Coisas mínimas


Há os obcecados pela beleza, pelo odor, a perfuração de corpos, a escrita, o domínio da linguagem oral, garrafas de água, livros, discos, dvd’s, cadernos pretos, lapiseiras, esferográficas, aparos, ventoinhas, ares condicionados, mesas, dias de Sol (o astro, não o jornal), dias de Inverno, Outono e Primavera, ritmos de música como a dos delifns (porquê?, meu Deus, porquê?), vídeos, filmes, obras de arte, telhados, paredes, papeis, telefones, agrafadores, roupa, sapatos, colares, pulseiras, anéis, viagens, bilhetes, lixo, conversas, computadores, revistas, jornais, letreiros, autocolantes, postais, nomes, sobrenomes, molduras, sinais, mitos, histórias, cadeiras, mobiliário, camas de casal e camas de solteiro, mesas de cabeceira, anúncios desinteressantes, boa publicidade, instrumentos musicais, fnac’s, séries de televisão como os Sete Palmos de Terra, o Seinfeld, The Office, os Simpsons.

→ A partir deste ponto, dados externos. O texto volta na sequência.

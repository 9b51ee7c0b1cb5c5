// =============================================================================
// Symbol directory - exchange symbol metadata, periodically refreshed
// =============================================================================

use std::collections::HashMap;
use std::sync::Arc;
use std::time::Duration;

use parking_lot::RwLock;
use tracing::{info, warn};

use crate::feed::UpstreamRestClient;
use crate::types::SymbolInfo;

/// In-memory map of symbol metadata. The synchronization core only reads it;
/// the refresh loop is the single writer.
pub struct SymbolDirectory {
    symbols: RwLock<HashMap<String, SymbolInfo>>,
}

impl SymbolDirectory {
    pub fn new() -> Self {
        Self {
            symbols: RwLock::new(HashMap::new()),
        }
    }

    /// Replace the entire directory with a fresh listing.
    pub fn replace_all(&self, infos: Vec<SymbolInfo>) {
        let mut map = self.symbols.write();
        map.clear();
        for info in infos {
            map.insert(info.symbol.clone(), info);
        }
    }

    pub fn get(&self, symbol: &str) -> Option<SymbolInfo> {
        self.symbols.read().get(symbol).cloned()
    }

    pub fn contains(&self, symbol: &str) -> bool {
        self.symbols.read().contains_key(symbol)
    }

    /// All known symbols, sorted by name.
    pub fn all(&self) -> Vec<SymbolInfo> {
        let mut infos: Vec<SymbolInfo> = self.symbols.read().values().cloned().collect();
        infos.sort_by(|a, b| a.symbol.cmp(&b.symbol));
        infos
    }

    pub fn len(&self) -> usize {
        self.symbols.read().len()
    }

    pub fn is_empty(&self) -> bool {
        self.symbols.read().is_empty()
    }
}

impl Default for SymbolDirectory {
    fn default() -> Self {
        Self::new()
    }
}

/// Refresh the directory from the upstream exchange on a fixed interval.
/// The first refresh happens immediately on startup.
pub async fn run_refresh_loop(
    directory: Arc<SymbolDirectory>,
    upstream: UpstreamRestClient,
    refresh_interval: Duration,
) {
    let mut interval = tokio::time::interval(refresh_interval);
    loop {
        interval.tick().await;
        match upstream.exchange_info().await {
            Ok(infos) => {
                let count = infos.len();
                directory.replace_all(infos);
                info!(symbols = count, "symbol directory refreshed");
            }
            Err(e) => {
                warn!(error = %e, "symbol directory refresh failed");
            }
        }
    }
}

#[cfg(test)]
mod tests {
    use super::*;

    fn info(symbol: &str) -> SymbolInfo {
        SymbolInfo {
            symbol: symbol.to_string(),
            base_asset: symbol.trim_end_matches("USDT").to_string(),
            quote_asset: "USDT".to_string(),
            status: "TRADING".to_string(),
            is_spot_trading_allowed: true,
        }
    }

    #[test]
    fn replace_all_swaps_contents() {
        let dir = SymbolDirectory::new();
        dir.replace_all(vec![info("BTCUSDT"), info("ETHUSDT")]);
        assert_eq!(dir.len(), 2);
        assert!(dir.contains("BTCUSDT"));

        dir.replace_all(vec![info("SOLUSDT")]);
        assert_eq!(dir.len(), 1);
        assert!(!dir.contains("BTCUSDT"));
        assert!(dir.contains("SOLUSDT"));
    }

    #[test]
    fn all_is_sorted() {
        let dir = SymbolDirectory::new();
        dir.replace_all(vec![info("SOLUSDT"), info("BTCUSDT"), info("ETHUSDT")]);
        let names: Vec<String> = dir.all().into_iter().map(|i| i.symbol).collect();
        assert_eq!(names, vec!["BTCUSDT", "ETHUSDT", "SOLUSDT"]);
    }
}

Mulheres e homens são obcecados por tudo e mais alguma coisa, mas é sobretudo quando sentem na pele a propriedade de uma das consequências das perdas inesperadas, das dores repentinas, um enorme desconforto, os espaços esvaziados no seu silêncio, de um confronto desses com os limites do seu corpo e espírito, é apenas ali que entendem perfeitamente a obrigação implícita e pertinente de libertar a obsessão por si próprios, pelas suas consecuções materialistas, pelos seus ideais, e de se observarem despidos como na realidade vieram ao mundo. Sem muletas ou subterfúgios visuais.